No discussion of Barbie art could be complete without Argentinian artists Emiliano Paolini and Marianela Perelli’s series of Barbie and Ken dolls dressed up as religious figures. Their planned 2014 exhibition at POPA Gallery in Buenos Aires was canceled after it elicited backlash from religious figures, but the works found at least one pious fan. Matt Kennedy, director of Gallery 30 South in Pasadena, California, which exhibited the series in 2016 and 2019, says one of the artists’ hand-made “Virgen de Luján” Barbies eventually made its way into Pope Francis’s art collection.

Pool & Marianela, “Barbie: Virgen de Lujan (Our Lady of the Immaculate Conception),” plastic, MDF, acrylic in window box, 17 1/2 x 10 1/2 x 4 inches (©️ 2023 Pool y Marianela; image courtesy Gallery 30 South and Pop Sequentialism)

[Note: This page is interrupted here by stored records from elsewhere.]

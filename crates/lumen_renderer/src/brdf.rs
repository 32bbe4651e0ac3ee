//! Surface reflectance models.

use std::f64::consts::PI;

use lumen_math::{approx_eq, Vec3};
use rand::RngCore;

use crate::sampling::cosine_hemisphere;

/// RGB radiance or reflectance, components nominally in [0, 1].
pub type Color = Vec3;

/// A sampled incoming direction and its solid-angle density.
///
/// For a specular surface the density is the discrete probability of the
/// single mirror direction, which is 1.
#[derive(Debug, Clone, Copy, PartialEq)]
pub struct BrdfSample {
    pub direction: Vec3,
    pub pdf: f64,
}

/// Bidirectional reflectance distribution function of a surface.
///
/// Directions passed in are unit vectors pointing away from the surface:
/// `o` towards the viewer, `i` towards the light.
#[derive(Debug, Clone, Copy, PartialEq)]
pub enum Brdf {
    /// Lambertian reflector with reflectance `kd`.
    Diffuse { kd: Color },
    /// Perfect mirror with reflectance `ks`.
    Specular { ks: Color },
}

/// Reflection of `o` about the normal `n`.
#[inline]
pub fn mirror_direction(n: Vec3, o: Vec3) -> Vec3 {
    n * (2.0 * n.dot(o)) - o
}

impl Brdf {
    pub fn diffuse(kd: Color) -> Self {
        Brdf::Diffuse { kd }
    }

    pub fn specular(ks: Color) -> Self {
        Brdf::Specular { ks }
    }

    /// True for delta distributions, which can only be sampled.
    pub fn is_specular(&self) -> bool {
        matches!(self, Brdf::Specular { .. })
    }

    /// Surface colour, used for the albedo auxiliary buffer.
    pub fn albedo(&self) -> Color {
        match self {
            Brdf::Diffuse { kd } => *kd,
            Brdf::Specular { ks } => *ks,
        }
    }

    /// Reflectance for light arriving along `i` and leaving along `o`.
    pub fn eval(&self, n: Vec3, o: Vec3, i: Vec3) -> Color {
        match self {
            Brdf::Diffuse { kd } => *kd / PI,
            Brdf::Specular { ks } => {
                let cos_i = n.dot(i);
                if cos_i > 0.0 && approx_eq(i, mirror_direction(n, o)) {
                    *ks / cos_i
                } else {
                    Color::ZERO
                }
            }
        }
    }

    /// Sample an incoming direction for outgoing direction `o`.
    pub fn sample(&self, n: Vec3, o: Vec3, rng: &mut dyn RngCore) -> BrdfSample {
        match self {
            Brdf::Diffuse { .. } => {
                let (direction, pdf) = cosine_hemisphere(n, rng);
                BrdfSample { direction, pdf }
            }
            Brdf::Specular { .. } => BrdfSample {
                direction: mirror_direction(n, o),
                pdf: 1.0,
            },
        }
    }
}

#[cfg(test)]
mod tests {
    use super::*;
    use crate::sampling::gen_f64;
    use lumen_math::local_frame;
    use rand::rngs::StdRng;
    use rand::SeedableRng;

    #[test]
    fn test_diffuse_eval_is_constant() {
        let brdf = Brdf::diffuse(Color::new(0.75, 0.25, 0.25));
        let n = Vec3::Y;
        let a = brdf.eval(n, Vec3::Y, Vec3::new(1.0, 1.0, 0.0).normalize());
        let b = brdf.eval(n, Vec3::new(0.0, 1.0, 1.0).normalize(), Vec3::Y);
        assert_eq!(a, b);
        assert!((a.x - 0.75 / PI).abs() < 1e-12);
    }

    #[test]
    fn test_diffuse_energy_conservation() {
        // Integrate eval * cos over the hemisphere with uniform sampling
        // (pdf 1 / 2pi); under constant unit radiance this is kd.
        let kd = Color::new(0.8, 0.5, 0.2);
        let brdf = Brdf::diffuse(kd);
        let n = Vec3::new(0.2, 0.9, -0.3).normalize();
        let (u, v, w) = local_frame(n);
        let o = n;
        let mut rng = StdRng::seed_from_u64(42);

        let trials = 200_000;
        let mut sum = Color::ZERO;
        for _ in 0..trials {
            let z = gen_f64(&mut rng);
            let r = (1.0 - z * z).sqrt();
            let phi = 2.0 * PI * gen_f64(&mut rng);
            let i = u * (r * phi.cos()) + v * (r * phi.sin()) + w * z;
            sum += brdf.eval(n, o, i) * n.dot(i) * (2.0 * PI);
        }
        let estimate = sum / trials as f64;

        assert!((estimate - kd).abs().max_element() < 0.01, "estimate {estimate}");
    }

    #[test]
    fn test_diffuse_sample_in_hemisphere() {
        let brdf = Brdf::diffuse(Color::splat(0.5));
        let n = Vec3::NEG_Z;
        let mut rng = StdRng::seed_from_u64(1);
        for _ in 0..500 {
            let s = brdf.sample(n, n, &mut rng);
            assert!(s.direction.dot(n) >= 0.0);
            assert!(s.pdf >= 0.0);
        }
    }

    #[test]
    fn test_specular_sample_is_exact_mirror() {
        let brdf = Brdf::specular(Color::splat(0.999));
        let n = Vec3::Y;
        let o = Vec3::new(1.0, 1.0, 0.0).normalize();
        let mut rng = StdRng::seed_from_u64(0);

        let s = brdf.sample(n, o, &mut rng);
        assert!(approx_eq(s.direction, Vec3::new(-1.0, 1.0, 0.0).normalize()));
        assert_eq!(s.pdf, 1.0);
    }

    #[test]
    fn test_specular_eval() {
        let ks = Color::splat(0.9);
        let brdf = Brdf::specular(ks);
        let n = Vec3::Y;
        let o = Vec3::new(0.6, 0.8, 0.0);
        let i = mirror_direction(n, o);

        // eval * cos(i) recovers ks at the mirror direction.
        assert!(approx_eq(brdf.eval(n, o, i) * n.dot(i), ks));
        assert_eq!(brdf.eval(n, o, Vec3::Y), Color::ZERO);
        assert!(brdf.is_specular());
        assert!(!Brdf::diffuse(ks).is_specular());
    }
}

The start of the actors’ strike ended the press tour for the new film, but for now, Hollywood’s striking unions haven’t stated that watching the new film means crossing the picket line. Still, some artists have taken aim at Mattel recently: Stuart Semple launched a pink paint in defiance of the company’s trademark over Barbie’s characteristic pigment. Whether you’re skipping Barbie in protest of its mega-corporation backer or standing in line for the film as we speak, it’s worth remembering the ways in which the 64-year-old doll has cemented unattainable societal expectations into our general consciousness, and how artists have used Barbie to dismantle the very ideas she represents.

Alben, “Venus Milo” (2022), Barbies and resin (image courtesy the artist)

Elaine Velie is a writer from New Hampshire living in Brooklyn. She studied Art History and Russian at Middlebury College and is interested in art's role in history, culture, and politics.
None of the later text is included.